Diego Mora Vargas, Director, Account Operations, Latin America shared a story about the positive impact the Tech Academy had on one individual who started working for the company in the cafeteria. Seeing the growth others had through training, he successfully completed both the tech and language academies and even learned a second language. He went on to become a Cisco technical support engineer and a high-level leader with SYKES.

 

COVID Impact

When COVID-19 hit the world, SYKES was in a good position because it had the technology and virtual platforms in place to deliver its language and technology skills training programs.

Since the pandemic, it has conducted more than 100 remote classes on English language capabilities and partnered to reach individuals in their remote locations.

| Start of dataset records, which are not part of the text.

use lz4_flex::frame::{BlockSize, FrameDecoder, FrameEncoder, FrameInfo};
use std::io;
use std::io::{Read, Write};

/// The block sizes LZ4 frames may be written with.
#[derive(Copy, Clone, Debug, Eq, PartialEq)]
pub enum Lz4BlockSize {
    Max64Kb,
    Max256Kb,
    Max1Mb,
    Max4Mb,
}

impl Lz4BlockSize {
    pub fn bytes(self) -> usize {
        match self {
            Lz4BlockSize::Max64Kb => 64 * 1024,
            Lz4BlockSize::Max256Kb => 256 * 1024,
            Lz4BlockSize::Max1Mb => 1024 * 1024,
            Lz4BlockSize::Max4Mb => 4 * 1024 * 1024,
        }
    }

    fn frame_block_size(self) -> BlockSize {
        match self {
            Lz4BlockSize::Max64Kb => BlockSize::Max64KB,
            Lz4BlockSize::Max256Kb => BlockSize::Max256KB,
            Lz4BlockSize::Max1Mb => BlockSize::Max1MB,
            Lz4BlockSize::Max4Mb => BlockSize::Max4MB,
        }
    }
}

impl Default for Lz4BlockSize {
    fn default() -> Self {
        Lz4BlockSize::Max256Kb
    }
}

/// Lz4Writer compresses everything written to it into a single LZ4 frame. The frame is only
/// complete after `finish()`.
pub struct Lz4Writer<W: Write> {
    encoder: FrameEncoder<W>,
}

pub fn new_compress_writer<W: Write>(sink: W, block_size: Lz4BlockSize) -> Lz4Writer<W> {
    let frame_info = FrameInfo::new().block_size(block_size.frame_block_size());
    Lz4Writer {
        encoder: FrameEncoder::with_frame_info(frame_info, sink),
    }
}

pub fn new_decompress_reader<R: Read>(source: R) -> FrameDecoder<R> {
    FrameDecoder::new(source)
}

impl<W: Write> Lz4Writer<W> {
    /// Flushes the last block, writes the end mark, and hands back the sink.
    pub fn finish(self) -> io::Result<W> {
        self.encoder
            .finish()
            .map_err(|e| io::Error::new(io::ErrorKind::Other, e))
    }
}

impl<W: Write> Write for Lz4Writer<W> {
    fn write(&mut self, buf: &[u8]) -> io::Result<usize> {
        self.encoder.write(buf)
    }

    fn flush(&mut self) -> io::Result<()> {
        self.encoder.flush()
    }
}

#[cfg(test)]
mod tests {
    use super::*;

    const LZ4_MAGIC: [u8; 4] = [0x04, 0x22, 0x4D, 0x18];

    fn compress(data: &[u8], block_size: Lz4BlockSize) -> Vec<u8> {
        let mut writer = new_compress_writer(Vec::new(), block_size);
        writer.write_all(data).unwrap();
        writer.finish().unwrap()
    }

    #[test]
    fn output_is_deterministic() {
        let data: Vec<u8> = (0..100_000u32).map(|i| (i % 251) as u8).collect();
        assert_eq!(
            compress(&data, Lz4BlockSize::Max64Kb),
            compress(&data, Lz4BlockSize::Max64Kb)
        );
    }

    #[test]
    fn frame_header_carries_block_size() {
        let cases = vec![
            (Lz4BlockSize::Max64Kb, 0x40u8),
            (Lz4BlockSize::Max256Kb, 0x50u8),
            (Lz4BlockSize::Max1Mb, 0x60u8),
            (Lz4BlockSize::Max4Mb, 0x70u8),
        ];
        for (block_size, bd_byte) in cases {
            let frame = compress(b"header check", block_size);
            assert_eq!(&frame[0..4], &LZ4_MAGIC);
            assert_eq!(frame[5], bd_byte, "{:?}", block_size);
        }
    }

    #[test]
    fn incompressible_input_is_stored_raw() {
        let data: Vec<u8> = (0..16u8).collect();
        let frame = compress(&data, Lz4BlockSize::Max64Kb);

        let mut expected = LZ4_MAGIC.to_vec();
        // FLG (version 01, independent blocks), BD (64 KB), header checksum.
        expected.extend_from_slice(&[0x60, 0x40, 0x82]);
        // Block size 16 with the uncompressed bit set.
        expected.extend_from_slice(&[0x10, 0x00, 0x00, 0x80]);
        expected.extend_from_slice(&data);
        // End mark.
        expected.extend_from_slice(&[0x00, 0x00, 0x00, 0x00]);
        assert_eq!(frame, expected);
    }

    #[test]
    fn decompress_restores_input() {
        let data: Vec<u8> = b"replicated shard state ".iter().cycle().take(300_000).cloned().collect();
        let frame = compress(&data, Lz4BlockSize::Max64Kb);
        assert!(frame.len() < data.len());

        let mut restored = Vec::new();
        new_decompress_reader(&frame[..]).read_to_end(&mut restored).unwrap();
        assert_eq!(restored, data);
    }
}
#[cfg(test)]
mod tests {
    use super::*;
    use crate::actor::{ActorClient, Event};
    use crate::commitlog::Index;
    use crate::replica::TermOutOfDateInfo;

    fn server() -> (RpcServer, ActorClient, tokio::sync::mpsc::Receiver<Event>) {
        let (client, rx) = ActorClient::new(4);
        let logger = slog::Logger::root(slog::Discard, slog::o!());
        (RpcServer::new(logger, client.weak()), client, rx)
    }

    #[tokio::test]
    async fn malformed_request_is_a_server_fault() {
        let (server, _client, _rx) = server();
        let reply = server
            .handle_append_entries(ProtoAppendEntriesReq {
                client_node_id: "a".into(),
                term: 1,
                commit_index: 0,
                previous_log_entry_term: 0,
                previous_log_entry_index: 4,
                new_entries: vec![],
            })
            .await;

        assert!(matches!(
            reply.result,
            Some(proto_append_entries_result::Result::Err(ProtoAppendEntriesError {
                err: Some(proto_append_entries_error::Err::ServerFault(_))
            }))
        ));
    }

    #[tokio::test]
    async fn unknown_entry_kind_is_a_server_fault() {
        let (server, _client, _rx) = server();
        let reply = server
            .handle_append_entries(ProtoAppendEntriesReq {
                client_node_id: "a".into(),
                term: 1,
                commit_index: 0,
                previous_log_entry_term: 0,
                previous_log_entry_index: 0,
                new_entries: vec![crate::rpc::ProtoLogEntry {
                    term: 1,
                    data: vec![],
                    client_request_id: None,
                    kind: 7,
                }],
            })
            .await;

        assert!(matches!(
            reply.result,
            Some(proto_append_entries_result::Result::Err(ProtoAppendEntriesError {
                err: Some(proto_append_entries_error::Err::ServerFault(_))
            }))
        ));
    }

    #[tokio::test]
    async fn stopped_replica_is_a_server_fault() {
        let (server, client, rx) = server();
        drop(client);
        drop(rx);

        let reply = server
            .handle_request_vote(ProtoRequestVoteReq {
                client_node_id: "a".into(),
                term: 1,
                last_log_entry_index: 0,
                last_log_entry_term: 0,
            })
            .await;
        assert!(matches!(
            reply.result,
            Some(proto_request_vote_result::Result::Err(_))
        ));
    }

    #[test]
    fn replica_errors_map_to_wire_errors() {
        let reply = RpcServer::convert_append_entries_result(Err(AppendEntriesError::ServerMissingPreviousLogEntry {
            last_log_index: Some(Index::new(12)),
        }));
        assert_eq!(
            reply,
            append_entries_err(proto_append_entries_error::Err::MissingLog(ProtoServerMissingPreviousLog {
                last_log_entry_index: 12
            }))
        );

        let reply = RpcServer::convert_request_vote_result(Err(RequestVoteError::RequestTermOutOfDate(
            TermOutOfDateInfo {
                current_term: Term::new(9),
            },
        )));
        assert_eq!(
            reply.result,
            Some(proto_request_vote_result::Result::Ok(ProtoRequestVoteSuccess {
                vote_granted: false,
                current_term: 9,
            }))
        );

        let reply = RpcServer::convert_install_snapshot_result(Err(InstallSnapshotError::UnexpectedOffset {
            offset: 10,
            expected_offset: 4,
        }));
        assert_eq!(
            reply,
            install_snapshot_err(proto_install_snapshot_error::Err::UnexpectedOffset(
                ProtoSnapshotOffsetMismatch { expected_offset: 4 }
            ))
        );

        let reply = RpcServer::convert_timeout_now_result(Err(TimeoutNowError::NotVoting));
        assert!(matches!(
            reply.result,
            Some(proto_timeout_now_result::Result::Err(ProtoTimeoutNowError {
                err: Some(proto_timeout_now_error::Err::ServerFault(_))
            }))
        ));
    }
}
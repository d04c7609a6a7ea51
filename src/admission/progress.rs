use std::collections::VecDeque;
use std::sync::Mutex;
use tokio::time::{Duration, Instant};

/// AveragingProgressTracker estimates how long a newly opened task will wait before it can make
/// progress, based on how long the last `window` tasks took to close.
///
/// While fewer than `open_limit` tasks are open the estimate is zero. Beyond the limit, each task
/// ahead of the caller is assumed to take the windowed average duration, less the time the oldest
/// of them has already spent since the last close. Before any task has closed,
/// `default_task_duration` stands in for the average.
pub struct AveragingProgressTracker {
    open_limit: usize,
    window: usize,
    default_task_duration: Duration,
    state: Mutex<TrackerState>,
}

#[derive(Default)]
struct TrackerState {
    open_tasks: usize,
    recent_durations: VecDeque<Duration>,
    recent_total: Duration,
    last_closed: Option<Instant>,
}

impl AveragingProgressTracker {
    pub fn new(open_limit: usize, window: usize, default_task_duration: Duration) -> Self {
        AveragingProgressTracker {
            open_limit,
            window: window.max(1),
            default_task_duration,
            state: Mutex::new(TrackerState::default()),
        }
    }

    /// Records the start of a task and returns its estimated isolated delay.
    pub fn open_task(&self, now: Instant) -> Duration {
        let mut state = self.lock();
        let open_before = state.open_tasks;
        state.open_tasks += 1;

        if open_before < self.open_limit {
            return Duration::from_secs(0);
        }

        let average = self.average_duration(&state);
        let tasks_ahead = (open_before - self.open_limit + 1) as u32;
        // Only the task at the head of the line has been running since the last close.
        let head_progress = state
            .last_closed
            .map(|closed| now.saturating_duration_since(closed).min(average))
            .unwrap_or_default();
        (average * tasks_ahead).saturating_sub(head_progress)
    }

    /// Records the completion of a task opened at `opened_at`.
    pub fn close_task(&self, now: Instant, opened_at: Instant) {
        let mut state = self.lock();
        state.open_tasks = state.open_tasks.saturating_sub(1);

        let duration = now.saturating_duration_since(opened_at);
        state.recent_durations.push_back(duration);
        state.recent_total += duration;
        while state.recent_durations.len() > self.window {
            if let Some(evicted) = state.recent_durations.pop_front() {
                state.recent_total -= evicted;
            }
        }
        state.last_closed = Some(now);
    }

    /// Forgets a task that was opened but never ran. It does not count towards the average.
    pub fn cancel_task(&self) {
        let mut state = self.lock();
        state.open_tasks = state.open_tasks.saturating_sub(1);
    }

    pub fn tasks_open(&self) -> usize {
        self.lock().open_tasks
    }

    fn average_duration(&self, state: &TrackerState) -> Duration {
        if state.recent_durations.is_empty() {
            self.default_task_duration
        } else {
            state.recent_total / state.recent_durations.len() as u32
        }
    }

    fn lock(&self) -> std::sync::MutexGuard<'_, TrackerState> {
        self.state.lock().expect("AveragingProgressTracker mutex guard poison")
    }
}
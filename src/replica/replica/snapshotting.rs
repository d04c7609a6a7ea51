use super::Replica;
use crate::actor::{Callback, WeakActorClient};
use crate::commitlog::{Index, Log};
use crate::io::SharedFileBackedOutputStream;
use crate::replica::election::{PeerStateUpdate, SnapshotTransfer};
use crate::replica::local_state::{PersistentLocalState, Term};
use crate::replica::membership::ServerConfiguration;
use crate::replica::peers::{Peer, ReplicaId};
use crate::replica::replica_api::{
    InstallSnapshotError, InstallSnapshotInput, InstallSnapshotOutput, InstallSnapshotReplyFromPeer,
    InstallSnapshotReplyFromPeerError, PeerRequestDescriptor, SnapshotCaptured, TakeSnapshotError,
    TakeSnapshotOutput, TermOutOfDateInfo,
};
use crate::replica::snapshot::{self, CapturePoint, SnapshotMeta};
use crate::replica::WriteAheadLogEntry;
use crate::rpc::{
    proto_install_snapshot_error, proto_install_snapshot_result, ProtoInstallSnapshotReq, ProtoInstallSnapshotResult,
    TransportError,
};
use chrono::Utc;
use std::io::{self, Write};
use tokio::time::error::Elapsed;
use tokio::time::{Duration, Instant};

/// The newest snapshot this replica holds, kept spilled so it can be streamed to lagging peers.
pub(super) struct LatestSnapshot {
    pub(super) term: Term,
    pub(super) index: Index,
    pub(super) configuration: Option<ServerConfiguration>,
    pub(super) stream: SharedFileBackedOutputStream,
}

/// Chunks received from the leader so far.
struct StagedSnapshot {
    leader_term: Term,
    term: Term,
    index: Index,
    configuration: Option<ServerConfiguration>,
    stream: SharedFileBackedOutputStream,
}

pub(super) struct SnapshotState {
    capture_in_progress: Option<Index>,
    waiting: Vec<Callback<TakeSnapshotOutput, TakeSnapshotError>>,
    latest: Option<LatestSnapshot>,
    staged: Option<StagedSnapshot>,
}

impl SnapshotState {
    pub(super) fn new(latest: Option<LatestSnapshot>) -> Self {
        SnapshotState {
            capture_in_progress: None,
            waiting: Vec::new(),
            latest,
            staged: None,
        }
    }

    pub(super) fn latest(&self) -> Option<&LatestSnapshot> {
        self.latest.as_ref()
    }

    /// Swaps in a newer snapshot. Transfers still streaming the old one hold their own reference.
    fn replace_latest(&mut self, logger: &slog::Logger, new_latest: LatestSnapshot) {
        if let Some(old) = self.latest.replace(new_latest) {
            release_stream(logger, &old.stream);
        }
    }

    fn discard_staged(&mut self, logger: &slog::Logger) {
        if let Some(staged) = self.staged.take() {
            release_stream(logger, &staged.stream);
        }
    }

    pub(super) fn release(&mut self, logger: &slog::Logger) {
        self.discard_staged(logger);
        if let Some(latest) = self.latest.take() {
            release_stream(logger, &latest.stream);
        }
        for callback in self.waiting.drain(..) {
            callback.send(Err(TakeSnapshotError::ActorExited));
        }
    }
}

fn release_stream(logger: &slog::Logger, stream: &SharedFileBackedOutputStream) {
    if let Err(e) = stream.cleanup() {
        slog::warn!(logger, "Failed to clean up snapshot spill file: {:?}", e);
    }
}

SYKES also has been able to expand its tech classes through virtual learning.

SYKES leveraged its tremendous amount of experience delivering services through its Work-At-Home model. Deciding in March 2020 to transition thousands of jobs at its Prosperity Hubs to remote work, it was able to put the safety of its employees first and protect their livelihoods.

“We are performing better than we ever did before because we all pulling all our resources and embracing this environment,” McReynolds said. “We will come out of the other side better and stronger when we return to a ‘better normal’.”

According to Barkin, “COVID-19 accelerated our adoption of technology and more virtual work. We were able to not just survive but thrive.”

SYKES, a leading provider of multichannel demand generation and customer engagement services, was a key partner of IS20, along with the Avasant Foundation.

During an exciting Lightning Round at OWS21 on The Future Promise of Outsourcing, Barkin shared his professional journey in the outsourcing industry and offered his perspective on the current state and future promise of outsourcing, including the industry’s increasing emphasis on meaningful experiences, sustainability and impact sourcing.